Shaw, que completou 12 anos de clube, descreveu o misto de sentimentos que envolvem um jogador profissional de alto nível. Mesmo após mais de uma década defendendo os “Diabos Vermelhos”, ele admite que o frio na barriga ainda existe. “É uma mistura de empolgação e nervosismo. Acho que o nervosismo vem porque você quer muito vencer e atuar em alto nível”, explicou o defensor de 30 anos.
A rotina antes do apito inicial
Para o público brasileiro, acostumado com as concentrações em hotéis, o processo do Manchester United segue um padrão rigoroso. Os jogadores se reúnem em Carrington, o centro de treinamento do clube, cerca de três horas e meia antes da partida. Segundo Shaw, a refeição pré-jogo é geralmente composta por massa com pesto e frango, especialmente em jogos noturnos.

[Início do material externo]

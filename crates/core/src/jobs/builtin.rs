//! Jobs shipped with the service.

use super::{Job, JobDefinition, JobHandler, JobRegistry};
use crate::config::JobsConfig;
use anyhow::{Context, bail};
use async_trait::async_trait;
use serde::Deserialize;
use serde_json::{Value, json};

pub const WELCOME_EMAIL: &str = "email:welcome";
pub const USER_EXPORT: &str = "user:export";
pub const SAMPLE_PROCESS: &str = "sample:process";

#[derive(Debug, Deserialize)]
#[serde(rename_all = "camelCase")]
struct WelcomeEmailPayload {
    to: String,
    name: Option<String>,
}

/// Renders the welcome message. Delivery is left to the mail relay that
/// consumes the job result.
pub struct WelcomeEmailJob;

#[async_trait]
impl JobHandler for WelcomeEmailJob {
    async fn handle(&self, job: &Job) -> anyhow::Result<Value> {
        let payload: WelcomeEmailPayload =
            serde_json::from_value(job.payload.clone()).context("invalid welcome email payload")?;
        if !payload.to.contains('@') {
            bail!("recipient '{}' is not an email address", payload.to);
        }
        let greeting = match payload.name.as_deref() {
            Some(name) if !name.trim().is_empty() => format!("Welcome, {}!", name.trim()),
            _ => "Welcome!".to_string(),
        };
        tracing::info!(job_id = %job.id, "Welcome email rendered");
        Ok(json!({
            "to": payload.to,
            "subject": greeting,
            "template": "welcome",
        }))
    }
}

#[derive(Debug, Deserialize)]
#[serde(rename_all = "camelCase")]
struct UserExportPayload {
    user_id: String,
    #[serde(default = "default_export_format")]
    format: String,
}

fn default_export_format() -> String {
    "json".to_string()
}

pub struct UserExportJob;

#[async_trait]
impl JobHandler for UserExportJob {
    async fn handle(&self, job: &Job) -> anyhow::Result<Value> {
        let payload: UserExportPayload =
            serde_json::from_value(job.payload.clone()).context("invalid user export payload")?;
        if payload.user_id.is_empty() {
            bail!("userId must not be empty");
        }
        if !matches!(payload.format.as_str(), "json" | "csv") {
            bail!("unsupported export format '{}'", payload.format);
        }
        Ok(json!({
            "userId": payload.user_id,
            "format": payload.format,
            "exportId": uuid::Uuid::new_v4(),
        }))
    }
}

/// Counts the keys of the payload. Used by the sample endpoint.
pub struct SampleProcessJob;

#[async_trait]
impl JobHandler for SampleProcessJob {
    async fn handle(&self, job: &Job) -> anyhow::Result<Value> {
        let fields = job.payload.as_object().map_or(0, |o| o.len());
        Ok(json!({ "fields": fields }))
    }
}

impl JobRegistry {
    /// Registry with every built-in job.
    pub fn builtin(config: &JobsConfig) -> Self {
        let attempts = config.default_max_attempts;
        Self::new()
            .register(WELCOME_EMAIL, JobDefinition::new("email", attempts, 10), WelcomeEmailJob)
            .register(USER_EXPORT, JobDefinition::new("exports", attempts, 0), UserExportJob)
            .register(SAMPLE_PROCESS, JobDefinition::new("default", attempts, 0), SampleProcessJob)
    }
}

#[cfg(test)]
mod tests {
    use super::*;
    use crate::jobs::JobStatus;
    use chrono::Utc;
    use uuid::Uuid;

    fn job(name: &str, payload: Value) -> Job {
        let now = Utc::now();
        Job {
            id: Uuid::now_v7(),
            name: name.into(),
            queue: "default".into(),
            payload,
            status: JobStatus::Running,
            priority: 0,
            run_at: now,
            locked_at: Some(now),
            locked_by: Some("w".into()),
            attempt: 0,
            max_attempts: 3,
            last_error: None,
            result: None,
            dedup_key: None,
            created_at: now,
            started_at: Some(now),
            completed_at: None,
        }
    }

    #[test]
    fn test_builtin_registry() {
        let registry = JobRegistry::builtin(&JobsConfig::default());
        assert!(registry.contains(WELCOME_EMAIL));
        assert!(registry.contains(USER_EXPORT));
        assert!(registry.contains(SAMPLE_PROCESS));
        assert_eq!(registry.queues(), vec!["default", "email", "exports"]);
    }

    #[tokio::test]
    async fn test_welcome_email() {
        let out = WelcomeEmailJob
            .handle(&job(WELCOME_EMAIL, json!({"to": "a@example.com", "name": "Ada"})))
            .await
            .unwrap();
        assert_eq!(out["subject"], "Welcome, Ada!");

        let err = WelcomeEmailJob
            .handle(&job(WELCOME_EMAIL, json!({"to": "nobody"})))
            .await
            .unwrap_err();
        assert!(err.to_string().contains("not an email"));
    }

    #[tokio::test]
    async fn test_user_export_requires_user() {
        assert!(UserExportJob.handle(&job(USER_EXPORT, json!({}))).await.is_err());
        let out = UserExportJob
            .handle(&job(USER_EXPORT, json!({"userId": "u1"})))
            .await
            .unwrap();
        assert_eq!(out["format"], "json");
    }
}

O lateral conta que o clima é descontraído no CT, mas a chave vira assim que a delegação sobe no ônibus rumo ao estádio. “É quando você entra no ônibus que sabe que é hora de focar totalmente. Você coloca sua música e entra na zona de concentração. Quando avistamos Old Trafford de longe, a empolgação real começa”, revelou.
O ritual do ‘Deep Heat’ e o vestiário
Dentro do vestiário, Shaw segue uma rotina metódica que inclui massagens, rolo de espuma e alongamentos. Mas o detalhe mais curioso de sua preparação ocorre momentos antes de entrar no túnel: o uso de um spray de aquecimento forte (conhecido como Deep Heat).
“Eu sempre recebo uma última aplicação de Deep Heat. Eu deito e sinto aquele spray queimar. Isso realmente me acorda!”, confessou o jogador. Além dos rituais individuais, ele destacou a importância da corrente de união feita antes do jogo, que envolve não apenas os titulares, mas reservas, jogadores não relacionados e toda a equipe técnica.
A conexão com a torcida e a vida pós-jogo
Jogar para 70 mil pessoas em Old Trafford é, para Shaw, um privilégio que nunca se torna comum. Ele destacou o apoio da torcida, citando especialmente a atmosfera em clássicos contra Manchester City, Liverpool e Arsenal. “O apoio deles é o melhor do mundo. Sentimos essa energia no campo, especialmente nesta temporada com as bandeiras na Stretford End (setor tradicional do estádio)”.
Após o apito final e os protocolos de recuperação física, como banhos de gelo, o lateral retorna para uma realidade bem diferente da elite do futebol europeu. Pai de quatro filhos, ele conta que sua noite termina de forma simples: brincando com as crianças e, ocasionalmente, assistindo aos melhores momentos da rodada na televisão. “Minhas noites agora são muito diferentes do que eram há cinco ou dez anos. Com quatro crianças em casa, não há muito o que fazer além de me divertir com eles”, concluiu.